[Assigned task]
From the entries below, copy every line where the string "stdout" appears.

[Records provided]
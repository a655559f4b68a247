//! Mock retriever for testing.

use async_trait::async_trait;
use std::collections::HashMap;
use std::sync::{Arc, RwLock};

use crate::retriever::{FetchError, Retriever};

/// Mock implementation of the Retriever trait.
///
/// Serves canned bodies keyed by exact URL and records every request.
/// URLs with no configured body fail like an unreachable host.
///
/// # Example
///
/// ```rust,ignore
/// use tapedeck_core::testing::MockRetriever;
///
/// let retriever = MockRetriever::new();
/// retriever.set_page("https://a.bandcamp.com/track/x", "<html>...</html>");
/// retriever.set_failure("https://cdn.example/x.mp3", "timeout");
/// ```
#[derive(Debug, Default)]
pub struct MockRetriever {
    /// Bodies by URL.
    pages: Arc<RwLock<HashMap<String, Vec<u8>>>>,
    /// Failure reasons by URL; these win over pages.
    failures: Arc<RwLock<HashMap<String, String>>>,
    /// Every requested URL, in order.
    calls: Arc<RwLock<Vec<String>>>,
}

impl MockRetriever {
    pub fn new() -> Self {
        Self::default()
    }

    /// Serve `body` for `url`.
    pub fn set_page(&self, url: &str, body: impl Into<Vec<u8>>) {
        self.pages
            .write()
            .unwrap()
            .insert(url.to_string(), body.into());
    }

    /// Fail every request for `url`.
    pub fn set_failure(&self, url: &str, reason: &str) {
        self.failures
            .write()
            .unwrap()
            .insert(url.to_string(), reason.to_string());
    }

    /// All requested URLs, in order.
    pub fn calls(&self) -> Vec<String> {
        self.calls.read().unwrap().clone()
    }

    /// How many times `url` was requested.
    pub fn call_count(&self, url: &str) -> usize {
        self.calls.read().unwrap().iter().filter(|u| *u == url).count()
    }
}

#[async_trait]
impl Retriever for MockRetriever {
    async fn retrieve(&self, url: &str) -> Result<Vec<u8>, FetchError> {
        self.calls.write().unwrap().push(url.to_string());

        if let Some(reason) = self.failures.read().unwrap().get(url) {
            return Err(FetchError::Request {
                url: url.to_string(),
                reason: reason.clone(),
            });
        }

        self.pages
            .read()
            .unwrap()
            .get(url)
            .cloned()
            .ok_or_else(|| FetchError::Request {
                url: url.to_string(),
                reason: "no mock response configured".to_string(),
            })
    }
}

...

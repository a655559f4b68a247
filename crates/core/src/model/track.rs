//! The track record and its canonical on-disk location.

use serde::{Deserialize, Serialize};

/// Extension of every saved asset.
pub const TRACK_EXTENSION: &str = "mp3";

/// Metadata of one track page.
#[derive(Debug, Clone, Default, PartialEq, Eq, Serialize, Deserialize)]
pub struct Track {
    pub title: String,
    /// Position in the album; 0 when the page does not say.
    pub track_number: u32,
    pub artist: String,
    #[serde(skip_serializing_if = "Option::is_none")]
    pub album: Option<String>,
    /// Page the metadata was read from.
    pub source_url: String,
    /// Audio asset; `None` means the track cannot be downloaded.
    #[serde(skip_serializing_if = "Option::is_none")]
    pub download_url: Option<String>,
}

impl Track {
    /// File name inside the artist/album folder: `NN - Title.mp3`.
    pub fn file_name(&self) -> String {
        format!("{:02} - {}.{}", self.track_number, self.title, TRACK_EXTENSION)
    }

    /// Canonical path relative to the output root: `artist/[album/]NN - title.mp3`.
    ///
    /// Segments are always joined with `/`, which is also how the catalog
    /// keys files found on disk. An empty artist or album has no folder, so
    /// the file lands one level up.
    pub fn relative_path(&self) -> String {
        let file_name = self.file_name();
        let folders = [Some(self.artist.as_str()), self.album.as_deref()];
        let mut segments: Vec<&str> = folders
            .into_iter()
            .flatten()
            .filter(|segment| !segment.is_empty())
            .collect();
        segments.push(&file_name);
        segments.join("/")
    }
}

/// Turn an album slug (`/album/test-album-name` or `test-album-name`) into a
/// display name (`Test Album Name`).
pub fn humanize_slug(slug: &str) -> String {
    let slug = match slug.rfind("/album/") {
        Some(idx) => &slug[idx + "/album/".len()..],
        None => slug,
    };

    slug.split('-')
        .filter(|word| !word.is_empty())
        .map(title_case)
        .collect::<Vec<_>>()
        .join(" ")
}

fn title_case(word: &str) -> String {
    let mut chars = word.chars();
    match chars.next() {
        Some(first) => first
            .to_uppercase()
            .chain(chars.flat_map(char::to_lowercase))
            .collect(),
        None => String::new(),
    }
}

---

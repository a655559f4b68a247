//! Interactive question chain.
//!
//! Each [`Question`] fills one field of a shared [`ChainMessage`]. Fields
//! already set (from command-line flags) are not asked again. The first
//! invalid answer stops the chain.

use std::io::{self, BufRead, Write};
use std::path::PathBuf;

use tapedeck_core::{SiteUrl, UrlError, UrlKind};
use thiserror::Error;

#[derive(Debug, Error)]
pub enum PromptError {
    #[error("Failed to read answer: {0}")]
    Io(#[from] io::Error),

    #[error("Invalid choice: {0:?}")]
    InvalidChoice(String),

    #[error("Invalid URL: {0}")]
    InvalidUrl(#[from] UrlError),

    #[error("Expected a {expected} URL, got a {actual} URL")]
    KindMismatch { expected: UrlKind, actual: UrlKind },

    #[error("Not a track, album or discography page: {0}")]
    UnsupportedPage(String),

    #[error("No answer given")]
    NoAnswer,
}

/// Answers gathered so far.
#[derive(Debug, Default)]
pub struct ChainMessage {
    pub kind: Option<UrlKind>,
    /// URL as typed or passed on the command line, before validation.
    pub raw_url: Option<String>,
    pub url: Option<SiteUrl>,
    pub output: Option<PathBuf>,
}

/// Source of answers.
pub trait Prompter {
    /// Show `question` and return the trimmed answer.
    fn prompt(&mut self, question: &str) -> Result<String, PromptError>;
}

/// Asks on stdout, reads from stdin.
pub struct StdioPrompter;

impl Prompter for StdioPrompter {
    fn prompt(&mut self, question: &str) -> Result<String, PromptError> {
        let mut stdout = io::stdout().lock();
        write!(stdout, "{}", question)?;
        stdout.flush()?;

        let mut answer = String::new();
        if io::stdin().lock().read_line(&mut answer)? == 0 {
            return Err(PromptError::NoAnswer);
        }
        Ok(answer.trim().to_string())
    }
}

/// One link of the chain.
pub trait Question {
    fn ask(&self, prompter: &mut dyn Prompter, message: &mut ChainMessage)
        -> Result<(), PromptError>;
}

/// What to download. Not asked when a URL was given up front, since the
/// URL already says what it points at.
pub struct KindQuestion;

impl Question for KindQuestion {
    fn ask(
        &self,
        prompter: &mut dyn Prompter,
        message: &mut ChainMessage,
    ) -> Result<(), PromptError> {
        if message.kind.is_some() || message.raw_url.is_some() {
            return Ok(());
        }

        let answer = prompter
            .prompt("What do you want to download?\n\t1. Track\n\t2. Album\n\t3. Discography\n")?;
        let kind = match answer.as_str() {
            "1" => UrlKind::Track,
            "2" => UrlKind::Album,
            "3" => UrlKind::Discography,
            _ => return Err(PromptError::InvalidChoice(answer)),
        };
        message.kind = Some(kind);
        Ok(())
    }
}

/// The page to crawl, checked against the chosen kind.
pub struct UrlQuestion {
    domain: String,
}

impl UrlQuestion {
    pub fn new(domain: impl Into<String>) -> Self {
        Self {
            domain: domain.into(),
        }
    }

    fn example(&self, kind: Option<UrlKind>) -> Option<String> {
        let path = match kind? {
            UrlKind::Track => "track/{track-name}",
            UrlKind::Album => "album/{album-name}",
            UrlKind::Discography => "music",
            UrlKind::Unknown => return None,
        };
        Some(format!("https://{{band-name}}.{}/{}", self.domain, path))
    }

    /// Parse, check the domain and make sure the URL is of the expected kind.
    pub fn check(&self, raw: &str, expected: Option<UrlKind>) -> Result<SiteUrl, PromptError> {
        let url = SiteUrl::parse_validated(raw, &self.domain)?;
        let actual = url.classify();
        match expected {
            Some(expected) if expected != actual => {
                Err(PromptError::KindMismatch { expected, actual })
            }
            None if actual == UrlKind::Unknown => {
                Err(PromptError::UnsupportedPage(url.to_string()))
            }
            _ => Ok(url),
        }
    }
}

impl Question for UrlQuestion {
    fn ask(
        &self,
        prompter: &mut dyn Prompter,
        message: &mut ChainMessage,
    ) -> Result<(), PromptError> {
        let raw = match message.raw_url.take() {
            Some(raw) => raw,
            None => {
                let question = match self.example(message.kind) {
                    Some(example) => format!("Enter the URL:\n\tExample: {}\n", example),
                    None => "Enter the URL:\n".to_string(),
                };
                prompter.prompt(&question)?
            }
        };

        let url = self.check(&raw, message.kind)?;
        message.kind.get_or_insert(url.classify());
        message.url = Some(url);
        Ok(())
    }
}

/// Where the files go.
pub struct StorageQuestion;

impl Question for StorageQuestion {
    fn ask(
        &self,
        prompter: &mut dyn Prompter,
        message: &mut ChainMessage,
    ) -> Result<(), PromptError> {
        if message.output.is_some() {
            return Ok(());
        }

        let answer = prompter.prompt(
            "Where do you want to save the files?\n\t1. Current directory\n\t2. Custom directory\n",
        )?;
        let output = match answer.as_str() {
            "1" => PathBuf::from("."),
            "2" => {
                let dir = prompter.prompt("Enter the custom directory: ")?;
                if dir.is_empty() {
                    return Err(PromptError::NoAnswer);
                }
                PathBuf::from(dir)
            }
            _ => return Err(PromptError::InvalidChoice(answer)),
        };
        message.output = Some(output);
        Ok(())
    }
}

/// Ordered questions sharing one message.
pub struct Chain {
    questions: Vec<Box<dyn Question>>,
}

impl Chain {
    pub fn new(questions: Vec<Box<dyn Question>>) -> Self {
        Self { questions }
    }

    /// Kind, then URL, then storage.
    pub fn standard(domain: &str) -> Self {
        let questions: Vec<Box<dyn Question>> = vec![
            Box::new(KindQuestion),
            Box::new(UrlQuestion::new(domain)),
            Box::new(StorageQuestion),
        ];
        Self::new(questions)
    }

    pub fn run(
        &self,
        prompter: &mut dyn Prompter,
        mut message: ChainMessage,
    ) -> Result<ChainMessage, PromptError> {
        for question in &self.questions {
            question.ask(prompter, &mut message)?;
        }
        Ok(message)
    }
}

[Expected answer]
/// Asks on stdout, reads from stdin.
        let mut stdout = io::stdout().lock();
        write!(stdout, "{}", question)?;
        stdout.flush()?;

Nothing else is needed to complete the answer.